1. Establish Boundaries

Define where the process begins and where it ends. Some processes will have more than one possible end, so it’s important to determine all of them in order to map all possible outcomes.

2. List the Actions Driving the Process Forward

Now that you know where things start and end, it’s time to list the steps in between: use an action verb to start describing each step/task. You can either stick to the strictly necessary information or choose to go into detail for every action.

3. Order the Actions

Now that you have determined all the actionable steps that are necessary to move your process from beginning to end, it’s time to put them in order. Each action should trigger the subsequent step in the process.

4. Symbols

Make sure you’re using the appropriate symbols to map your processes steps: ovals for the beginning/end of process, rectangles for tasks/steps, diamonds for decision points and arrows to mark the process direction flow. Normally, only one arrow comes out of each box – if you’re faced with two arrows coming out of a box, you may need to add a decision point.

If the process you’re mapping is cyclical, make sure the feedback loop is closed, taking you back to the beginning.

5. System Model

Use the system model approach to draw your flowchart and map your processes. It helps you determine what information should be added and where.

6. Double Check

After you’re done, go back and make sure the process is complete and that it contains all pertinent information. Add a title and a date so you can keep track of any modifications.

7. Review and Optimize

Once your flowchart is done, take a look and see if the process is actually being run the way it’s expected to. Do the people involved actually follow the ideal flow? Are there any missing/redundant steps that could be crossed out? Making gradual improvements is the key to running efficient and goal-oriented processes.

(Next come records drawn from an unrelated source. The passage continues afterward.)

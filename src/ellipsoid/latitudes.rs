use super::*;

// ----- Latitudes -------------------------------------------------------------
impl Ellipsoid {
    /// Geographic latitude, 𝜙, to isometric latitude, 𝜓
    #[must_use]
    pub fn latitude_geographic_to_isometric(&self, geographic: f64) -> f64 {
        let e = self.eccentricity();
        gudermannian::inv(geographic) - (e * geographic.sin()).atanh() * e
    }

    /// Isometric latitude, 𝜓, to geographic latitude, 𝜙
    #[must_use]
    pub fn latitude_isometric_to_geographic(&self, isometric: f64) -> f64 {
        let e = self.eccentricity();
        ancillary::sinhpsi_to_tanphi(isometric.sinh(), e).atan()
    }

    /// Geographic latitude, 𝜙, to conformal latitude, 𝜒.
    /// Since 𝜓 = asinh(tan 𝜒), this is the Gudermannian of the isometric latitude
    #[must_use]
    pub fn latitude_geographic_to_conformal(&self, geographic: f64) -> f64 {
        gudermannian::fwd(self.latitude_geographic_to_isometric(geographic))
    }

    /// Conformal latitude, 𝜒, to geographic latitude, 𝜙
    #[must_use]
    pub fn latitude_conformal_to_geographic(&self, conformal: f64) -> f64 {
        let e = self.eccentricity();
        ancillary::sinhpsi_to_tanphi(conformal.tan(), e).atan()
    }
}

// ----- Tests ---------------------------------------------------------------------
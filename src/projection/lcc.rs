//! Lambert Conformal Conic
use crate::authoring::*;
use std::f64::consts::FRAC_PI_2;

const EPS10: f64 = 1e-10;

#[derive(Debug, Clone)]
pub(super) struct LambertConformalConic {
    e: f64,
    // Semimajor axis times scale
    ak_0: f64,
    lon_0: f64,
    x_0: f64,
    y_0: f64,
    n: f64,
    c: f64,
    rho0: f64,
}

impl LambertConformalConic {
    pub(super) fn new(
        ellps: Ellipsoid,
        parameters: &mut ProjectionParameters,
    ) -> Result<LambertConformalConic, Error> {
        if parameters.lat_2.is_nan() {
            parameters.lat_2 = parameters.lat_1;
        }
        let phi1 = parameters.lat_1.to_radians();
        let phi2 = parameters.lat_2.to_radians();

        if parameters.lat_0.is_nan() {
            parameters.lat_0 = 0.;
            if (phi1 - phi2).abs() < EPS10 {
                parameters.lat_0 = parameters.lat_1;
            }
        }
        let lat_0 = parameters.lat_0.to_radians();

        if (phi1 + phi2).abs() < EPS10 {
            return Err(Error::Configuration(
                "lcc: Invalid value for lat_1 and lat_2: |lat_1 + lat_2| should be > 0".to_string(),
            ));
        }
        let sc = phi1.sin_cos();
        if sc.1.abs() < EPS10 || phi1.abs() >= FRAC_PI_2 {
            return Err(Error::Configuration(
                "lcc: Invalid value for lat_1: |lat_1| should be < 90°".to_string(),
            ));
        }
        if phi2.cos().abs() < EPS10 || phi2.abs() >= FRAC_PI_2 {
            return Err(Error::Configuration(
                "lcc: Invalid value for lat_2: |lat_2| should be < 90°".to_string(),
            ));
        }

        let e = ellps.eccentricity();
        let es = ellps.eccentricity_squared();

        // Snyder (1987) eq. 14-15
        let m1 = ancillary::msfn(sc, es);
        // Snyder (1987) eq. 7-10: exp(-𝜓)
        let ml1 = ancillary::ts(sc, e);

        let mut n = sc.0;

        // Secant case?
        if (phi1 - phi2).abs() >= EPS10 {
            let sc = phi2.sin_cos();
            n = (m1 / ancillary::msfn(sc, es)).ln();
            let denom = (ml1 / ancillary::ts(sc, e)).ln();
            if n == 0. || denom == 0. {
                return Err(Error::Configuration(
                    "lcc: Invalid value for eccentricity".to_string(),
                ));
            }
            n /= denom;
        }

        let c = m1 * ml1.powf(-n) / n;
        let mut rho0 = 0.;
        if (lat_0.abs() - FRAC_PI_2).abs() > EPS10 {
            rho0 = c * ancillary::ts(lat_0.sin_cos(), e).powf(n);
        }

        Ok(LambertConformalConic {
            e,
            ak_0: ellps.semimajor_axis() * parameters.k_0,
            lon_0: parameters.lon_0.to_radians(),
            x_0: parameters.x_0,
            y_0: parameters.y_0,
            n,
            c,
            rho0,
        })
    }

    pub(super) fn project(&self, longitude: f64, latitude: f64) -> Option<(f64, f64)> {
        let lam = angular::normalize_symmetric(longitude - self.lon_0);
        let phi = latitude;
        let mut rho = 0.;

        // Close to one of the poles?
        if (phi.abs() - FRAC_PI_2).abs() < EPS10 {
            // The pole opposite the apex of the cone is at infinity
            if phi * self.n <= 0. {
                return None;
            }
        } else {
            rho = self.c * ancillary::ts(phi.sin_cos(), self.e).powf(self.n);
        }
        let sc = (lam * self.n).sin_cos();
        let easting = self.ak_0 * rho * sc.0 + self.x_0;
        let northing = self.ak_0 * (self.rho0 - rho * sc.1) + self.y_0;
        Some((easting, northing))
    }

    pub(super) fn unproject(&self, easting: f64, northing: f64) -> Option<(f64, f64)> {
        let mut x = (easting - self.x_0) / self.ak_0;
        let mut y = self.rho0 - (northing - self.y_0) / self.ak_0;
        let mut rho = x.hypot(y);

        // On one of the poles
        if rho == 0. {
            return Some((self.lon_0, FRAC_PI_2.copysign(self.n)));
        }

        // Standard parallel on the southern hemisphere?
        if self.n < 0. {
            rho = -rho;
            x = -x;
            y = -y;
        }

        let ts0 = (rho / self.c).powf(1. / self.n);
        let phi = ancillary::ts_to_latitude(ts0, self.e);
        if !phi.is_finite() {
            return None;
        }
        let lam = angular::normalize_symmetric(x.atan2(y) / self.n + self.lon_0);
        Some((lam, phi))
    }
}

// ----- T E S T S ---------------------------------------------------------------------

#[cfg(test)]
mod tests {
    use super::super::{geographic_on, ProjectionMethod};
    use super::*;
    use float_eq::assert_float_eq;

    fn lcc(parameters: ProjectionParameters) -> Result<Projection, Error> {
        let method = ProjectionMethod::LambertConformalConic;
        Projection::new(method, parameters, geographic_on("GRS80")?)
    }

    // Project, compare, and unproject
    fn check(lcc: &Projection, geo: &[(f64, f64)], projected: &[(f64, f64)]) -> Result<(), Error> {
        for (g, p) in geo.iter().zip(projected.iter()) {
            let Some((e, n)) = lcc.project(g.0.to_radians(), g.1.to_radians()) else {
                return Err(Error::General("lcc projection failed"));
            };
            assert_float_eq!(e, p.0, abs <= 2e-9);
            assert_float_eq!(n, p.1, abs <= 2e-9);

            let Some((lon, lat)) = lcc.unproject(e, n) else {
                return Err(Error::General("lcc unprojection failed"));
            };
            assert_float_eq!(lon.to_degrees(), g.0, abs <= 1e-10);
            assert_float_eq!(lat.to_degrees(), g.1, abs <= 1e-10);
        }
        Ok(())
    }

    #[test]
    fn one_standard_parallel() -> Result<(), Error> {
        let lcc = lcc(ProjectionParameters {
            lat_1: 57.,
            lon_0: 12.,
            ..Default::default()
        })?;

        // Validation values from PROJ:
        //     echo 10 55 0 0 | cct -d18 proj=lcc lat_1=57 lon_0=12  -- | clip
        //     echo 14 59 0 0 | cct -d18 proj=lcc lat_1=57 lon_0=12  -- | clip
        let geo = [(10., 55.), (14., 59.)];
        #[rustfmt::skip]
        let projected = [
            (-128046.4724386522429995, -220853.7001605064142495),
            ( 115005.41456620067765471, 224484.5143763388914522),
        ];
        check(&lcc, &geo, &projected)
    }

    #[test]
    fn two_standard_parallels() -> Result<(), Error> {
        let lcc = lcc(ProjectionParameters {
            lat_1: 33.,
            lat_2: 45.,
            lon_0: 10.,
            ..Default::default()
        })?;

        // Validation value from PROJ:
        // echo 12 40 0 0 | cct -d12 proj=lcc lat_1=33 lat_2=45 lon_0=10 -- | clip
        check(&lcc, &[(12., 40.)], &[(169863.026093938301, 4735925.219292450696)])
    }

    #[test]
    fn one_standard_parallel_and_latitudinal_offset() -> Result<(), Error> {
        let lcc = lcc(ProjectionParameters {
            lat_1: 39.,
            lat_0: 35.,
            lon_0: 10.,
            ..Default::default()
        })?;

        // Validation value from PROJ:
        // echo 12 40 0 0 | cct -d12 proj=lcc lat_1=39 lat_0=35 lon_0=10 -- | clip
        check(&lcc, &[(12., 40.)], &[(170800.011728740647, 557172.361112929415)])
    }

    #[test]
    fn two_sp_lat_offset_xy_offset() -> Result<(), Error> {
        let lcc = lcc(ProjectionParameters {
            lat_1: 33.,
            lat_2: 45.,
            lat_0: 35.,
            lon_0: 10.,
            x_0: 12345.,
            y_0: 67890.,
            ..Default::default()
        })?;

        // Validation value from PROJ:
        // echo 12 40 0 0 | cct -d12 proj=lcc lat_1=33 lat_2=45 lat_0=35 lon_0=10  x_0=12345 y_0=67890 -- | clip
        check(&lcc, &[(12., 40.)], &[(182208.026093938301, 622045.440793916583)])
    }

    #[test]
    fn poles() -> Result<(), Error> {
        let lcc = lcc(ProjectionParameters {
            lat_1: 57.,
            lon_0: 12.,
            ..Default::default()
        })?;
        // The south pole is at infinity for a cone with its apex over the north pole
        assert!(lcc.project(0., -FRAC_PI_2).is_none());
        let Some((e, n)) = lcc.project(0., FRAC_PI_2) else {
            return Err(Error::General("lcc projection of the north pole failed"));
        };
        let Some((_, lat)) = lcc.unproject(e, n) else {
            return Err(Error::General("lcc unprojection of the north pole failed"));
        };
        assert_float_eq!(lat, FRAC_PI_2, abs <= 1e-9);
        Ok(())
    }
}
#![allow(non_snake_case)]
//! The Helmert transform performs reference frame shifts. It operates in the 3D
//! cartesian space, transforming geocentric coordinates between static
//! reference frames, e.g. from a local datum to WGS84.
use crate::authoring::*;

/// The two sign conventions for the rotation parameters of a 7 parameter
/// Helmert transformation
#[derive(Debug, Clone, Copy, PartialEq, Eq, Default)]
pub enum HelmertConvention {
    /// EPSG method 9606, as used by PROJ's `towgs84`
    #[default]
    PositionVector,
    /// EPSG method 9607
    CoordinateFrame,
}

/// A 3 or 7 parameter Helmert transformation.
///
/// The rotations are applied through the linearized (small angle) rotation
/// matrix. The inverse uses the exact inverse of that matrix, so forward
/// and inverse round trip to machine precision.
#[derive(Debug, Clone, Copy, PartialEq)]
pub struct Helmert {
    // Translation in metres
    T: [f64; 3],
    // Rotation in radians, position vector convention
    R: [f64; 3],
    // Scale difference in ppm
    S: f64,
    // The precomputed rotation matrix and its inverse
    ROT: [[f64; 3]; 3],
    INV: [[f64; 3]; 3],
}

impl Default for Helmert {
    fn default() -> Helmert {
        Helmert::translation(0., 0., 0.)
    }
}

impl Helmert {
    /// A 7 parameter transformation. Translations in metres, rotations in
    /// arc seconds, scale difference in ppm.
    pub fn new(
        translation: [f64; 3],
        rotation: [f64; 3],
        scale: f64,
        convention: HelmertConvention,
    ) -> Helmert {
        let sign = match convention {
            HelmertConvention::PositionVector => 1.,
            HelmertConvention::CoordinateFrame => -1.,
        };
        let R = rotation.map(|r| sign * Unit::ARC_SECOND.to_base(r));
        let ROT = rotation_matrix(&R);
        let INV = inverse_matrix(&ROT);
        Helmert {
            T: translation,
            R,
            S: scale,
            ROT,
            INV,
        }
    }

    /// A 3 parameter transformation: Translations only, in metres
    pub fn translation(x: f64, y: f64, z: f64) -> Helmert {
        Helmert::new([x, y, z], [0.; 3], 0., HelmertConvention::PositionVector)
    }

    /// Parse the 3 or 7 comma separated values of a PROJ style `towgs84`
    /// parameter (position vector convention)
    pub fn from_towgs84(values: &[f64]) -> Result<Helmert, Error> {
        match values.len() {
            3 => Ok(Helmert::translation(values[0], values[1], values[2])),
            7 => Ok(Helmert::new(
                [values[0], values[1], values[2]],
                [values[3], values[4], values[5]],
                values[6],
                HelmertConvention::PositionVector,
            )),
            n => Err(Error::BadParam(
                "towgs84".to_string(),
                format!("expected 3 or 7 values, got {n}"),
            )),
        }
    }

    /// Translations in metres
    pub fn translations(&self) -> [f64; 3] {
        self.T
    }

    /// Rotations in radians, position vector convention
    pub fn rotations(&self) -> [f64; 3] {
        self.R
    }

    /// Scale difference in ppm
    pub fn scale(&self) -> f64 {
        self.S
    }

    /// Only translations?
    pub fn is_translation(&self) -> bool {
        self.R == [0.; 3] && self.S == 0.
    }

    pub fn is_identity(&self) -> bool {
        self.is_translation() && self.T == [0.; 3]
    }

    pub fn apply(&self, c: &Coor3D, direction: Direction) -> Coor3D {
        let T = &self.T;
        let scale = 1. + self.S * 1e-6;

        if direction == Direction::Fwd {
            let M = &self.ROT;
            let x = c[0] * M[0][0] + c[1] * M[0][1] + c[2] * M[0][2];
            let y = c[0] * M[1][0] + c[1] * M[1][1] + c[2] * M[1][2];
            let z = c[0] * M[2][0] + c[1] * M[2][1] + c[2] * M[2][2];
            return Coor3D::raw(scale * x + T[0], scale * y + T[1], scale * z + T[2]);
        }

        // Deoffset and unscale, then rotate back
        let x = (c[0] - T[0]) / scale;
        let y = (c[1] - T[1]) / scale;
        let z = (c[2] - T[2]) / scale;
        let M = &self.INV;
        Coor3D::raw(
            x * M[0][0] + y * M[0][1] + z * M[0][2],
            x * M[1][0] + y * M[1][1] + z * M[1][2],
            x * M[2][0] + y * M[2][1] + z * M[2][2],
        )
    }
}

// ----- R O T A T I O N   M A T R I X   B U I L D E R ---------------------------------

// The linearized rotation matrix in the position vector convention, i.e. the
// transpose of the coordinate frame matrix
//
//        |  1  -rz  ry |
//  ROT = |  rz  1  -rx |
//        | -ry  rx  1  |
//
fn rotation_matrix(r: &[f64; 3]) -> [[f64; 3]; 3] {
    let (rx, ry, rz) = (r[0], r[1], r[2]);
    [[1., -rz, ry], [rz, 1., -rx], [-ry, rx, 1.]]
}

// The inverse of a 3x3 matrix, by its adjugate
fn inverse_matrix(m: &[[f64; 3]; 3]) -> [[f64; 3]; 3] {
    let [[a, b, c], [d, e, f], [g, h, i]] = *m;
    let det = a * (e * i - f * h) - b * (d * i - f * g) + c * (d * h - e * g);
    #[rustfmt::skip]
    let adj = [
        [e * i - f * h,  c * h - b * i,  b * f - c * e],
        [f * g - d * i,  a * i - c * g,  c * d - a * f],
        [d * h - e * g,  b * g - a * h,  a * e - b * d],
    ];
    adj.map(|row| row.map(|v| v / det))
}

// ----- T E S T S ------------------------------------------------------------------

Best Practices and Methods for Business Process Mapping

Quality professionals working according to the Six Sigma principles refer to process mapping as Business Process Architecture. This process, however, implies the existence of a series of cross-functional flowcharts with different levels of detail (from 0 to 4, 0 representing the least amount of detail and steps and 4 being the most detailed, in which all tasks, no matter how small, are represented).

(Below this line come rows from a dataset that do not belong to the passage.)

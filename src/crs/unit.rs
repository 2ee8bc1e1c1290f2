use crate::Error;

/// The quantity measured by a [`Unit`]
#[derive(Debug, Clone, Copy, PartialEq, Eq)]
pub enum UnitKind {
    /// Base unit: metre
    Linear,
    /// Base unit: radian
    Angular,
    /// Base unit: unity
    Scale,
}

/// A unit of measure, and its conversion factor to the base unit of its kind
#[derive(Debug, Clone, Copy, PartialEq)]
pub struct Unit {
    name: &'static str,
    kind: UnitKind,
    factor: f64,
}

const DEG_TO_RAD: f64 = std::f64::consts::PI / 180.;
const GRAD_TO_RAD: f64 = std::f64::consts::PI / 200.;

impl Unit {
    pub const METRE: Unit = Unit::new("metre", UnitKind::Linear, 1.);
    pub const KILOMETRE: Unit = Unit::new("kilometre", UnitKind::Linear, 1000.);
    pub const FOOT: Unit = Unit::new("foot", UnitKind::Linear, 0.3048);
    pub const US_SURVEY_FOOT: Unit = Unit::new("US survey foot", UnitKind::Linear, 1200. / 3937.);
    pub const RADIAN: Unit = Unit::new("radian", UnitKind::Angular, 1.);
    pub const DEGREE: Unit = Unit::new("degree", UnitKind::Angular, DEG_TO_RAD);
    pub const GRAD: Unit = Unit::new("grad", UnitKind::Angular, GRAD_TO_RAD);
    pub const ARC_SECOND: Unit = Unit::new("arc-second", UnitKind::Angular, DEG_TO_RAD / 3600.);
    pub const UNITY: Unit = Unit::new("unity", UnitKind::Scale, 1.);
    pub const PPM: Unit = Unit::new("parts per million", UnitKind::Scale, 1e-6);

    pub const fn new(name: &'static str, kind: UnitKind, factor: f64) -> Unit {
        Unit { name, kind, factor }
    }

    /// Look up a unit by one of its common abbreviations
    pub fn named(name: &str) -> Result<Unit, Error> {
        UNITS
            .iter()
            .find(|u| u.0 == name)
            .map(|u| u.1)
            .ok_or_else(|| Error::NotFound(name.to_string(), ": unit".to_string()))
    }

    pub fn name(&self) -> &'static str {
        self.name
    }

    pub fn kind(&self) -> UnitKind {
        self.kind
    }

    /// The factor converting a value in this unit to the base unit
    pub fn factor(&self) -> f64 {
        self.factor
    }

    /// Convert `value` from this unit to the base unit of its kind
    pub fn to_base(&self, value: f64) -> f64 {
        value * self.factor
    }

    /// Convert `value` from the base unit of its kind to this unit
    pub fn from_base(&self, value: f64) -> f64 {
        value / self.factor
    }
}

#[rustfmt::skip]
const UNITS: [(&str, Unit); 14] = [
    ("m",      Unit::METRE),
    ("metre",  Unit::METRE),
    ("meter",  Unit::METRE),
    ("km",     Unit::KILOMETRE),
    ("ft",     Unit::FOOT),
    ("us-ft",  Unit::US_SURVEY_FOOT),
    ("deg",    Unit::DEGREE),
    ("degree", Unit::DEGREE),
    ("rad",    Unit::RADIAN),
    ("radian", Unit::RADIAN),
    ("grad",   Unit::GRAD),
    ("gon",    Unit::GRAD),
    ("arcsec", Unit::ARC_SECOND),
    ("ppm",    Unit::PPM),
];

#[cfg(test)]
mod tests {
    use super::*;

    #[test]
    fn units() -> Result<(), Error> {
        assert_eq!(Unit::named("gon")?, Unit::GRAD);
        assert_eq!(Unit::named("us-ft")?.kind(), UnitKind::Linear);
        assert!((Unit::GRAD.to_base(100.) - std::f64::consts::FRAC_PI_2).abs() < 1e-15);
        assert!((Unit::DEGREE.from_base(std::f64::consts::PI) - 180.).abs() < 1e-12);
        assert!(Unit::named("furlong").is_err());
        Ok(())
    }
}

ISO 9001 encourages a different approach, focused on quality management and the understanding of the internal correlations between the steps as well as with other processes – focusing on the impact these interactions have on the overall quality of management.

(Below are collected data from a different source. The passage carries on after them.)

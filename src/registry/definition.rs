//! The text form of CRS definitions:
//!
//! ```txt
//! geographic title=ED50 ellps=intl towgs84=-87,-98,-121 axis=lat,lon unit=deg pm=greenwich
//! geocentric title=WGS_84 ellps=WGS84 towgs84=0,0,0
//! projected  title=ETRS89_/_UTM_32N base=EPSG:4258 proj=utm zone=32 axis=e,n
//! compound   title=WGS_84_3D base=EPSG:4326 height=0 height_unit=m
//! ```
//!
//! The first word gives the kind of CRS, the rest are `key=value` pairs.
//! Underscores in `title` and `datum` are read as spaces.
use crate::authoring::*;
use crate::crs::UnitKind;
use crate::projection::ProjectionMethod;

#[rustfmt::skip]
const GEOGRAPHIC: [OpParameter; 8] = [
    OpParameter::Text   { key: "title",   default: Some("") },
    OpParameter::Text   { key: "datum",   default: Some("") },
    OpParameter::Text   { key: "ellps",   default: Some("GRS80") },
    OpParameter::Series { key: "towgs84", default: Some("") },
    OpParameter::Text   { key: "pm",      default: Some("greenwich") },
    OpParameter::Text   { key: "axis",    default: Some("lon,lat") },
    OpParameter::Text   { key: "unit",    default: Some("deg") },
    OpParameter::Text   { key: "range",   default: Some("signed") },
];

#[rustfmt::skip]
const GEOCENTRIC: [OpParameter; 6] = [
    OpParameter::Text   { key: "title",   default: Some("") },
    OpParameter::Text   { key: "datum",   default: Some("") },
    OpParameter::Text   { key: "ellps",   default: Some("GRS80") },
    OpParameter::Series { key: "towgs84", default: Some("") },
    OpParameter::Text   { key: "pm",      default: Some("greenwich") },
    OpParameter::Text   { key: "unit",    default: Some("m") },
];

#[rustfmt::skip]
const PROJECTED: [OpParameter; 15] = [
    OpParameter::Text    { key: "title",  default: Some("") },
    OpParameter::Text    { key: "base",   default: None },
    OpParameter::Text    { key: "proj",   default: None },
    OpParameter::Natural { key: "zone",   default: Some(0) },
    OpParameter::Flag    { key: "south" },
    OpParameter::Real    { key: "lat_0",  default: Some(f64::NAN) },
    OpParameter::Real    { key: "lon_0",  default: Some(0.) },
    OpParameter::Real    { key: "lat_1",  default: Some(0.) },
    OpParameter::Real    { key: "lat_2",  default: Some(f64::NAN) },
    OpParameter::Real    { key: "lat_ts", default: Some(0.) },
    OpParameter::Real    { key: "k_0",    default: Some(1.) },
    OpParameter::Real    { key: "x_0",    default: Some(0.) },
    OpParameter::Real    { key: "y_0",    default: Some(0.) },
    OpParameter::Text    { key: "axis",   default: Some("e,n") },
    OpParameter::Text    { key: "unit",   default: Some("m") },
];

#[rustfmt::skip]
const COMPOUND: [OpParameter; 5] = [
    OpParameter::Text { key: "title",       default: Some("") },
    OpParameter::Text { key: "base",        default: None },
    OpParameter::Real { key: "height",      default: Some(0.) },
    OpParameter::Text { key: "height_unit", default: Some("m") },
    OpParameter::Text { key: "height_axis", default: Some("up") },
];

/// Split a definition into a map of `key=value` pairs. A leading bare word
/// is stored under the key `name`, other bare words (flags) get the value
/// `true`.
pub fn split_into_parameters(definition: &str) -> BTreeMap<String, String> {
    // Conflate contiguous whitespace, then remove whitespace around {"=", ","}
    let definition = definition.trim().to_string();
    let elements: Vec<_> = definition.split_whitespace().collect();
    let definition = elements
        .join(" ")
        .replace("= ", "=")
        .replace(", ", ",")
        .replace(" =", "=")
        .replace(" ,", ",");

    let mut params = BTreeMap::new();
    for element in definition.split_whitespace() {
        // Split a key=value-pair into key and value parts
        let (key, value) = element.split_once('=').unwrap_or((element, "true"));

        // If the first arg is a key-without-value, it is the kind of definition
        if params.is_empty() && !element.contains('=') {
            params.insert(String::from("name"), String::from(key));
            continue;
        }

        params.insert(String::from(key), String::from(value));
    }

    params
}

/// Parse the text `definition` of the CRS with code `code`. CRSs referred
/// to by the definition (through `base=...`) are looked up by `lookup`.
pub fn parse(
    code: &str,
    definition: &str,
    lookup: &dyn Fn(&str) -> Result<Arc<Crs>, Error>,
) -> Result<Crs, Error> {
    let kind = split_into_parameters(definition)
        .remove("name")
        .unwrap_or_default();
    trace!("{code}: parsing {kind} definition");
    match kind.as_str() {
        "geographic" => geographic(code, definition),
        "geocentric" => geocentric(code, definition),
        "projected" => projected(code, definition, lookup),
        "compound" => compound(code, definition, lookup),
        _ => Err(Error::BadParam(
            code.to_string(),
            format!("unknown kind of CRS: '{kind}'"),
        )),
    }
}

fn identity(code: &str, params: &ParsedParameters, fallback: &str) -> Result<Identity, Error> {
    let title = params.text("title")?.replace('_', " ");
    let title = if title.is_empty() { fallback.to_string() } else { title };
    Ok(Identity::new(CrsCode::parse(code), &title))
}

fn unit(params: &ParsedParameters, key: &str, kind: UnitKind) -> Result<Unit, Error> {
    let unit = Unit::named(&params.text(key)?)?;
    if unit.kind() != kind {
        return Err(Error::BadParam(
            key.to_string(),
            format!("expected a {kind:?} unit, got '{}'", unit.name()),
        ));
    }
    Ok(unit)
}

fn datum(params: &ParsedParameters, title: &str) -> Result<Arc<GeodeticDatum>, Error> {
    let name = params.text("datum")?.replace('_', " ");
    let name = if name.is_empty() { title.to_string() } else { name };
    let ellipsoid = Ellipsoid::named(&params.text("ellps")?)?;
    let prime_meridian = PrimeMeridian::named(&params.text("pm")?)?;
    let to_wgs84 = params.series("towgs84").map(Helmert::from_towgs84).transpose()?;
    Ok(Arc::new(GeodeticDatum::new(
        Identity::named(&name),
        ellipsoid,
        prime_meridian,
        to_wgs84,
    )))
}

// The comma separated orientations of the `axis` parameter
fn axes(params: &ParsedParameters, unit: Unit, projected: bool) -> Result<Vec<Axis>, Error> {
    let given = params.text("axis")?;
    let mut axes = Vec::new();
    for abbreviation in given.split(',') {
        let Some(orientation) = AxisOrientation::parse(abbreviation.trim()) else {
            return Err(Error::BadParam("axis".to_string(), given.clone()));
        };
        use AxisOrientation::*;
        let name = match (orientation, projected) {
            (North | South, false) => "Latitude",
            (East | West, false) => "Longitude",
            (North | South, true) => "Northing",
            (East | West, true) => "Easting",
            _ => "Height",
        };
        axes.push(Axis::new(name, orientation, unit));
    }
    Ok(axes)
}

fn geographic(code: &str, definition: &str) -> Result<Crs, Error> {
    let params = ParsedParameters::new(definition, &GEOGRAPHIC)?;
    let identity = identity(code, &params, code)?;
    let datum = datum(&params, identity.name())?;
    let unit = unit(&params, "unit", UnitKind::Angular)?;
    let axes = axes(&params, unit, false)?;
    let range = match params.text("range")?.as_str() {
        "signed" => LongitudeRange::Signed,
        "positive" => LongitudeRange::Positive,
        other => return Err(Error::BadParam("range".to_string(), other.to_string())),
    };
    let crs = GeographicCrs::new(identity, datum, axes)?.with_longitude_range(range);
    Ok(Crs::Geographic(crs))
}

fn geocentric(code: &str, definition: &str) -> Result<Crs, Error> {
    let params = ParsedParameters::new(definition, &GEOCENTRIC)?;
    let identity = identity(code, &params, code)?;
    let datum = datum(&params, identity.name())?;
    let unit = unit(&params, "unit", UnitKind::Linear)?;
    let axes = GeocentricCrs::default_axes()
        .iter()
        .map(|axis| axis.with_unit(unit))
        .collect();
    Ok(Crs::Geocentric(GeocentricCrs::new(identity, datum, axes)?))
}

fn projected(
    code: &str,
    definition: &str,
    lookup: &dyn Fn(&str) -> Result<Arc<Crs>, Error>,
) -> Result<Crs, Error> {
    let params = ParsedParameters::new(definition, &PROJECTED)?;
    let identity = identity(code, &params, code)?;
    let base = lookup(&params.text("base")?)?;
    let proj = params.text("proj")?;

    let projection = if proj == "utm" {
        let zone = params.natural("zone")?;
        Projection::utm(base, zone, !params.boolean("south"))?
    } else {
        let method = ProjectionMethod::named(&proj)?;
        let parameters = ProjectionParameters {
            lat_0: params.real("lat_0")?,
            lon_0: params.real("lon_0")?,
            lat_1: params.real("lat_1")?,
            lat_2: params.real("lat_2")?,
            lat_ts: params.real("lat_ts")?,
            k_0: params.real("k_0")?,
            x_0: params.real("x_0")?,
            y_0: params.real("y_0")?,
        };
        Projection::new(method, parameters, base)?
    };

    let unit = unit(&params, "unit", UnitKind::Linear)?;
    let axes = axes(&params, unit, true)?;
    Ok(Crs::Projected(ProjectedCrs::new(identity, projection, axes)?))
}

fn compound(
    code: &str,
    definition: &str,
    lookup: &dyn Fn(&str) -> Result<Arc<Crs>, Error>,
) -> Result<Crs, Error> {
    let params = ParsedParameters::new(definition, &COMPOUND)?;
    let base = lookup(&params.text("base")?)?;
    let identity = identity(code, &params, &format!("{} + height", base.name()))?;
    let unit = unit(&params, "height_unit", UnitKind::Linear)?;
    let orientation = match AxisOrientation::parse(&params.text("height_axis")?) {
        Some(o @ (AxisOrientation::Up | AxisOrientation::Down)) => o,
        _ => {
            return Err(Error::BadParam(
                "height_axis".to_string(),
                params.text("height_axis")?,
            ))
        }
    };
    let height_axis = Axis::new("Height", orientation, unit);
    let height = params.real("height")?;
    let crs = CompoundCrs::new(identity, base, height_axis, height)?;
    Ok(Crs::Compound(crs))
}

// ----- T E S T S ------------------------------------------------------------------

Value stream mapping incorporating best practices from lean manufacturing and is used to improve the flow of information or materials required to service a customer or produce a product. This method to mapping is an end-to-end approach and is ideal when looking to reduce cycle time or implement lean practices.

Business Process Mapping Tools

When starting your process mapping, consider what the end goal of the map will be. If you’re looking to print a map and display it for reference, an online mapping software like LucidChart might suffice. If you’re looking to implement a BPM or workflow management tool, some software may have mapping capabilities built in. Depending on the core process methodology of the software, no maps may need be needed at all.

All in all, it’s considered good practice to write your process steps on sticky notes, arrange them in the right order and draw lines to and from the notes. This good old-fashioned strategy may be the best solution to first mapping out your business processes.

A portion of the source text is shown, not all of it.